Which option is better on a mutual fund: a growth option or a dividend reinvestment option?

By Investopedia Staff AAA
A:

When selecting a mutual fund, an investor has to make an almost endless number of choices. Among the more confusing decisions to be made is the choice between a fund with a growth option and a fund with a dividend reinvestment option. Each type of fund has its advantages and disadvantages, and deciding which is a better fit will depend on your individual needs and circumstances as an investor.

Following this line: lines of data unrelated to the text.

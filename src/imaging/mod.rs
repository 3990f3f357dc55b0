//! Image decoding — pure Rust, no system image libraries.
//!
//! | Operation | Crate / function |
//! |---|---|
//! | **Probe** raster | `image::ImageReader::into_dimensions` (format sniffed from content) |
//! | **Probe** vector | [`vector`] text parsing of SVG `width`/`height`/`viewBox`, PDF `/MediaBox` |
//! | **Signature** | decode → RGBA8 → reduce to logical size → PNG re-encode |
//!
//! The module is split into:
//! - **Backend**: [`ImageBackend`] trait + [`RustBackend`]
//! - **Vector**: pure text parsing for markup/document vector formats

pub mod backend;
pub mod rust_backend;
pub mod vector;

pub use backend::{BackendError, Dimensions, ImageBackend, Probe, VectorSize};
pub use rust_backend::RustBackend;
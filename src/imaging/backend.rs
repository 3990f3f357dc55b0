//! Image backend trait and shared types.
//!
//! The [`ImageBackend`] trait defines the two operations the linter needs:
//! probing a file's size/kind, and producing a normalized content signature
//! for duplicate detection.
//!
//! The production implementation is
//! [`RustBackend`](super::rust_backend::RustBackend).

use std::path::Path;
use thiserror::Error;

#[derive(Error, Debug)]
pub enum BackendError {
    #[error("IO error: {0}")]
    Io(#[from] std::io::Error),
    #[error("Decode failed: {0}")]
    Decode(String),
    #[error("Encode failed: {0}")]
    Encode(String),
}

/// Pixel dimensions of a decoded raster.
#[derive(Debug, Clone, Copy, PartialEq, Eq)]
pub struct Dimensions {
    pub width: u32,
    pub height: u32,
}

impl Dimensions {
    pub fn is_zero(self) -> bool {
        self.width == 0 && self.height == 0
    }
}

/// Logical size of a vector document, in points.
#[derive(Debug, Clone, Copy, PartialEq)]
pub struct VectorSize {
    pub width: f64,
    pub height: f64,
}

impl VectorSize {
    pub fn is_zero(self) -> bool {
        self.width == 0.0 && self.height == 0.0
    }
}

/// What a file turned out to be.
#[derive(Debug, Clone, Copy, PartialEq)]
pub enum Probe {
    /// Decoded by a pixel decoder.
    Raster(Dimensions),
    /// No pixel decoder, but a vector document with a logical size.
    Vector(VectorSize),
}

/// Trait for image backends.
pub trait ImageBackend {
    /// Determine whether `path` is a raster or vector image and its size.
    fn probe(&self, path: &Path) -> Result<Probe, BackendError>;

    /// Canonical lossless bytes for `path`, drawn at `scale`.
    ///
    /// Two files with pixel-identical artwork at the same logical size yield
    /// identical signatures regardless of container format.
    fn signature(&self, path: &Path, scale: u32) -> Result<Vec<u8>, BackendError>;
}
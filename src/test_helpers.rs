//! Shared test utilities for the imagelint test suite.
//!
//! Fixtures are built on the fly inside a `TempDir`: empty placeholder files
//! where only names matter, real encoded images where the backend decodes,
//! and `Contents.json` descriptors for catalog layouts.
//!
//! # Usage
//!
//! ```rust
//! use crate::test_helpers::*;
//!
//! let tmp = tempfile::TempDir::new().unwrap();
//! let set = tmp.path().join("Assets.xcassets/Close.imageset");
//! write_descriptor(&set, r#"{"images":[{"filename":"close@2x.png","scale":"2x"}]}"#);
//! write_png(&set.join("close@2x.png"), 40, 40, 1);
//! ```

use crate::catalog::DESCRIPTOR_FILENAME;
use crate::diagnostics::{MemorySink, Severity};
use image::{DynamicImage, ImageFormat, Rgba, RgbaImage};
use std::path::Path;

// =========================================================================
// Files
// =========================================================================

/// Create an empty file, and its parent directories.
pub fn touch(path: &Path) {
    if let Some(parent) = path.parent() {
        std::fs::create_dir_all(parent).unwrap();
    }
    std::fs::write(path, b"").unwrap();
}

/// Write `<dir>/Contents.json`, creating `dir`.
pub fn write_descriptor(dir: &Path, json: &str) {
    std::fs::create_dir_all(dir).unwrap();
    std::fs::write(dir.join(DESCRIPTOR_FILENAME), json).unwrap();
}

// =========================================================================
// Images
// =========================================================================

/// Deterministic opaque test pattern; different seeds give different pixels.
pub fn pattern_image(width: u32, height: u32, seed: u8) -> DynamicImage {
    let img = RgbaImage::from_fn(width, height, |x, y| {
        Rgba([
            (x as u8).wrapping_mul(7).wrapping_add(seed),
            (y as u8).wrapping_mul(13).wrapping_add(seed.wrapping_mul(3)),
            ((x + y) as u8).wrapping_add(seed.wrapping_mul(11)),
            255,
        ])
    });
    DynamicImage::ImageRgba8(img)
}

pub fn write_png(path: &Path, width: u32, height: u32, seed: u8) {
    if let Some(parent) = path.parent() {
        std::fs::create_dir_all(parent).unwrap();
    }
    pattern_image(width, height, seed)
        .save_with_format(path, ImageFormat::Png)
        .unwrap();
}

/// JPEG has no alpha channel, so the pattern goes through RGB8.
pub fn write_jpeg(path: &Path, width: u32, height: u32, seed: u8) {
    if let Some(parent) = path.parent() {
        std::fs::create_dir_all(parent).unwrap();
    }
    let rgb = DynamicImage::ImageRgb8(pattern_image(width, height, seed).to_rgb8());
    rgb.save_with_format(path, ImageFormat::Jpeg).unwrap();
}

// =========================================================================
// Diagnostics
// =========================================================================

/// Messages of one severity, in emission order.
pub fn messages(sink: &MemorySink, severity: Severity) -> Vec<String> {
    sink.diagnostics
        .iter()
        .filter(|d| d.severity == severity)
        .map(|d| d.message.clone())
        .collect()
}
//! CLI tests: runs the `imagelint` binary and checks stdout and exit status.

use std::path::Path;
use std::process::{Command, Output};
use tempfile::TempDir;

fn imagelint(project: &Path, args: &[&str]) -> Output {
    Command::new(env!("CARGO_BIN_EXE_imagelint"))
        .arg("--project")
        .arg(project)
        .args(args)
        .output()
        .expect("failed to run imagelint")
}

fn stdout(output: &Output) -> String {
    String::from_utf8_lossy(&output.stdout).into_owned()
}

/// Project with one vector image referenced from one Swift file.
fn project(source: &str) -> TempDir {
    let tmp = TempDir::new().unwrap();
    let images = tmp.path().join("Images");
    let sources = tmp.path().join("Sources");
    std::fs::create_dir_all(&images).unwrap();
    std::fs::create_dir_all(&sources).unwrap();
    std::fs::write(
        images.join("Logo.pdf"),
        "%PDF-1.4\n1 0 obj << /Type /Page /MediaBox [0 0 24 24] >> endobj\n",
    )
    .unwrap();
    std::fs::write(sources.join("View.swift"), source).unwrap();
    std::fs::write(
        tmp.path().join("imagelint.toml"),
        "images_path = \"Images\"\nsources_path = \"Sources\"\nusage = [\"swiftui\"]\n",
    )
    .unwrap();
    tmp
}

#[test]
fn clean_project_exits_zero() {
    let tmp = project("Image(\"Logo\")\n");
    let output = imagelint(tmp.path(), &["check"]);
    let out = stdout(&output);

    assert!(output.status.success(), "{out}");
    assert!(out.contains("image folder: "));
    assert!(out.contains("source folder: "));
    assert!(out.contains("Number of images: 1"));
    assert!(out.contains("Number of warnings: 0"));
    assert!(out.contains("Number of errors: 0"));
    assert!(out.lines().any(|l| l.starts_with("Time: ") && l.ends_with(" sec.")));
}

#[test]
fn errors_exit_one_with_located_diagnostics() {
    let tmp = project("// header\nImage(\"Missing\")\n");
    let output = imagelint(tmp.path(), &["check"]);
    let out = stdout(&output);

    assert_eq!(output.status.code(), Some(1), "{out}");
    assert!(out.contains("View.swift:2: error: Not found image with name 'Missing'"));
    assert!(out.contains("Logo.pdf: error: File unused from code. Found for image 'Logo'"));
    assert!(out.contains("Number of errors: 2"));
}

#[test]
fn command_line_folders_override_config() {
    let tmp = project("Image(\"Logo\")\n");
    let elsewhere = tmp.path().join("Other");
    std::fs::create_dir_all(&elsewhere).unwrap();

    let output = imagelint(tmp.path(), &["--images", elsewhere.to_str().unwrap(), "check"]);
    let out = stdout(&output);
    // Logo lives in Images/, so from Other/ the reference is undefined.
    assert_eq!(output.status.code(), Some(1), "{out}");
    assert!(out.contains("Number of images: 0"));
}

#[test]
fn disabled_run_is_cancelled() {
    let tmp = project("Image(\"Missing\")\n");
    std::fs::write(tmp.path().join("imagelint.toml"), "enabled = false\n").unwrap();

    let output = imagelint(tmp.path(), &["check"]);
    let out = stdout(&output);
    assert!(output.status.success());
    assert!(out.trim_end().ends_with("warning: images checking cancelled"), "{out}");
    assert!(!out.contains("Number of images"));
}

#[test]
fn invalid_config_fails() {
    let tmp = project("");
    std::fs::write(tmp.path().join("imagelint.toml"), "no_such_key = 1\n").unwrap();

    let output = imagelint(tmp.path(), &["check"]);
    assert!(!output.status.success());
}

#[test]
fn gen_config_round_trips() {
    let tmp = TempDir::new().unwrap();
    let output = imagelint(tmp.path(), &["gen-config"]);
    assert!(output.status.success());

    let config_path = tmp.path().join("generated.toml");
    std::fs::write(&config_path, &output.stdout).unwrap();
    imagelint::config::load_config(&config_path).unwrap();
}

The growth option on a mutual fund means that an investor in the fund will not receive any dividends that may be paid out by the stocks in the mutual fund. Some shares pay regular dividends, but by selecting a growth option, the mutual fund holder is allowing the fund company to reinvest the money it would otherwise pay out to the investor in the form of a dividend. This money increases the net asset value (NAV) of the mutual fund. The growth option is not a good one for the investor who wishes to receive regular cash payouts from his/her investments. However, it's a way for the investor to maximize the fund's NAV and, upon sale of the mutual funds, realize a higher capital gain on the same number of shares he/she originally purchased - because all the dividends that would have been paid out have been used by the fund company to invest in more stocks and grow clients' money. In this case, the fundholder does not receive more shares, but his/her shares of the fund increase in value.

The dividend reinvestment option is quite different. Dividends that would otherwise be paid out to investors in the fund are used to purchase more shares in the fund. Again, cash is not paid out to the investor when dividends are paid on the stocks that comprise the fund. Instead, cash is automatically used by the fund's administrators to buy more fund units on behalf of the investors and transfer them to individual investors' accounts. Fundholders realize a capital gain upon the sale of their units in the fund, which in the case of the dividend reinvestment option will probably be more fund units than they started with.

No single mutual fund is perfect for every investor; that's why there are so many out there with so many different options. When investing in a mutual fund, it's best to examine all of the particulars of the fund, to avoid investing in a fund that doesn't suit your individual requirements for growth or cash payout.